Representatives for Freedman are mum, by sources close to the dispute confirmed the lawyer is working with Wilson. Wilson’s team did not respond to request for comment by Deadline on Freedman coming on board.
Full disclosure: An attorney for Gabrielle Union, Megyn Kelly, Tucker Carlson, Don Lemon, Chris Cuomo over the years and a scourge to NBCUniversal and Reality TV creators of late, Freedman has performed outside counsel work for Deadline’s parent company PMC in the past.
Often quick to come out swinging, there has been nothing filed in the Wilson case yet by Freedman. In fact, Freedman is not even listed yet among the lawyers on the court docket for the matter. Right now, the only thing scheduled for the matter is a case management hearing on November 26 before Judge Thomas D. Long.
Over two months after The Deb’s September 15 TIFF debut, that hearing will bring Freedman up against the producer’s attorney, Camille Vasquez. If the Brown Rudnick lawyer’s name rings a bell, full points on the memory test. Vasquez was one the main attorneys in Johnny Depp’s successful and controversial 2022 defamation trial against ex-wife Amber Heard.
All of which saying, you could, at the very least, make a Lifetime movie out of this showdown with a movie at its heart.
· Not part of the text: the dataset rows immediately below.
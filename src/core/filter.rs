// src/core/filter.rs
//
// Query + letter filtering and (surname, given name) ordering.
// Pure: the same records and state always give the same output.

use std::cmp::Ordering;

use crate::link::state::FilterState;
use crate::roster::StaffRecord;

/// Case- and accent-insensitive substring match over name, role, department.
pub fn matches_query(record: &StaffRecord, query: &str) -> bool {
    let needle = super::names::match_key(query.trim());
    if needle.is_empty() {
        return true;
    }
    record.search_key().contains(&needle)
}

/// Surname initial, given-name initial, or the initial of any word in the name.
pub fn matches_letter(record: &StaffRecord, letter: Option<char>) -> bool {
    let Some(letter) = letter else { return true };
    let letter = letter.to_ascii_uppercase();
    let parts = record.name_parts();
    parts.last_initial() == Some(letter)
        || parts.first_initial() == Some(letter)
        || parts.initials().any(|c| c == letter)
}

pub fn matches(record: &StaffRecord, state: &FilterState) -> bool {
    matches_query(record, &state.query) && matches_letter(record, state.letter)
}

/// Surname first, then given name. Empty names compare as "" and so come first.
pub fn compare(a: &StaffRecord, b: &StaffRecord) -> Ordering {
    let (a_last, a_first) = a.sort_key();
    let (b_last, b_first) = b.sort_key();
    a_last.cmp(b_last).then_with(|| a_first.cmp(b_first))
}

/// Stable, so records with equal keys keep roster order.
pub fn sort_records(records: &mut [&StaffRecord]) {
    records.sort_by(|a, b| compare(a, b));
}

pub fn apply<'a, I>(records: I, state: &FilterState) -> Vec<&'a StaffRecord>
where
    I: IntoIterator<Item = &'a StaffRecord>,
{
    let mut out: Vec<&StaffRecord> = records
        .into_iter()
        .filter(|r| matches(r, state))
        .collect();
    sort_records(&mut out);
    out
}
// src/gui/components/search_bar.rs
//
// Search field and A–Z letter strip. Every change becomes a navigation on the
// controller; nothing here keeps its own filter state.

use eframe::egui;

use crate::gui::app::App;

pub fn draw(ui: &mut egui::Ui, app: &mut App) {
    ui.horizontal(|ui| {
        ui.label("Search:");
        let resp = ui.add(
            egui::TextEdit::singleline(&mut app.search_text)
                .desired_width(260.0)
                .hint_text("Name, role or department"),
        );
        if resp.changed() {
            let text = app.search_text.clone();
            app.directory.set_query(&text);
        }

        let has_filters = !app.directory.state().query.is_empty() || app.directory.state().has_letter();
        if ui.add_enabled(has_filters, egui::Button::new("Clear")).clicked() {
            app.directory.clear_filters();
            logf!("UI: Filters cleared");
        }
    });

    ui.horizontal_wrapped(|ui| {
        ui.spacing_mut().item_spacing.x = 4.0;
        let current = app.directory.state().letter;

        if ui.selectable_label(current.is_none(), "All").clicked() && current.is_some() {
            app.directory.set_letter(None);
        }
        for c in 'A'..='Z' {
            let selected = current == Some(c);
            if ui.selectable_label(selected, c.to_string()).clicked() {
                // Clicking the active letter again clears it
                app.directory.set_letter(if selected { None } else { Some(c) });
            }
        }
    });
}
Wilson first made this all public on July 10 when the filmmaker took to social to take the producers to task for the feature musical’s TIFF screening. “So to have the joy of the movie being selected is one thing,” wrote Wilson. “But then to have the business partners that are involved in that movie turn around and say that no, the movie can’t premiere, is just beyond devastating.”
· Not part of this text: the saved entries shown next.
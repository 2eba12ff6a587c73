// src/log.rs
use std::fs::{self, OpenOptions};
use std::io::Write;
use std::path::Path;
use std::sync::atomic::{AtomicU8, Ordering};
use std::sync::{Mutex, OnceLock};
use std::time::Instant;

use crate::config::consts::{LOG_DIR, LOG_FILE};

static LOG_LOCK: Mutex<()> = Mutex::new(());
static START: OnceLock<Instant> = OnceLock::new();
static MIN_LEVEL: AtomicU8 = AtomicU8::new(Level::Info as u8);

#[derive(Clone, Copy, Debug, PartialEq, Eq, PartialOrd, Ord)]
pub enum Level {
    Debug = 0,
    Info = 1,
    Error = 2,
    Off = 3,
}

impl Level {
    pub fn label(self) -> &'static str {
        match self {
            Level::Debug => "DEBUG",
            Level::Info => "INFO",
            Level::Error => "ERROR",
            Level::Off => "OFF",
        }
    }

    pub fn parse(s: &str) -> Option<Level> {
        match s.trim().to_ascii_lowercase().as_str() {
            "debug" => Some(Level::Debug),
            "info" => Some(Level::Info),
            "error" => Some(Level::Error),
            "off" | "none" => Some(Level::Off),
            _ => None,
        }
    }

    fn from_u8(v: u8) -> Level {
        match v {
            0 => Level::Debug,
            1 => Level::Info,
            2 => Level::Error,
            _ => Level::Off,
        }
    }
}

/// Lines below `level` are dropped.
pub fn set_level(level: Level) {
    MIN_LEVEL.store(level as u8, Ordering::Relaxed);
}

pub fn level() -> Level {
    Level::from_u8(MIN_LEVEL.load(Ordering::Relaxed))
}

fn start() -> Instant {
    *START.get_or_init(Instant::now)
}

fn fmt_elapsed(ms: u128) -> String {
    let total_ms = ms as u64;
    let h = total_ms / 3_600_000;
    let m = (total_ms % 3_600_000) / 60_000;
    let s = (total_ms % 60_000) / 1_000;
    let ms = total_ms % 1_000;
    format!("{h:02}:{m:02}:{s:02}.{ms:03}")
}

/// Internal logging function. Never fails; a missing or read-only log dir
/// just means the line is lost.
pub fn write_log(level: Level, msg: &str) {
    if level == Level::Off || level < self::level() {
        return;
    }
    let elapsed = fmt_elapsed(start().elapsed().as_millis());
    let line = format!("[{elapsed}][{}] {msg}\n", level.label());

    if let Ok(_guard) = LOG_LOCK.lock() {
        let _ = fs::create_dir_all(LOG_DIR);
        if let Ok(mut file) = OpenOptions::new()
            .create(true)
            .append(true)
            .open(Path::new(LOG_DIR).join(LOG_FILE))
        {
            let _ = file.write_all(line.as_bytes());
        }
    }
}

/// Info-level logging
#[macro_export]
macro_rules! logf {
    ($($arg:tt)*) => {
        $crate::log::write_log($crate::log::Level::Info, &format!($($arg)*))
    };
}

/// Debug-level logging
#[macro_export]
macro_rules! logd {
    ($($arg:tt)*) => {
        $crate::log::write_log($crate::log::Level::Debug, &format!($($arg)*))
    };
}

/// Error-level logging
#[macro_export]
macro_rules! loge {
    ($($arg:tt)*) => {
        $crate::log::write_log($crate::log::Level::Error, &format!($($arg)*))
    };
}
Accusing the trio of “bad behavior,” Wilson said Ghost, Cameron and Holden were guilty of inappropriate behavior towards the lead actress of the film”, embezzlement and retaliation.
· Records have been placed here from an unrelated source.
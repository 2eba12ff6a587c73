// src/gui/components/mod.rs
pub mod export_bar;
pub mod nav_bar;
pub mod profile_modal;
pub mod search_bar;
pub mod sections;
Clapping back, the producers said that day Wilson’s “self-promotional claims are clearly intended to cause reputational harm” against them with “a false narrative to advance her own agenda.”
Two days later, the producers took Wilson to court.
“This lawsuit is about holding Rebel accountable for her attempts to bully Plaintiffs into conceding to her unreasonable demands by spreading vicious lies without regard for the irreparable damage her reckless words would cause on the hard-earned personal and professional reputations of Plaintiffs,” the 12-page complaint declared
Where it goes now, we’ll have to wait and see, but with Freedman in the legal driver’s seat expect it to get fast and furious soon.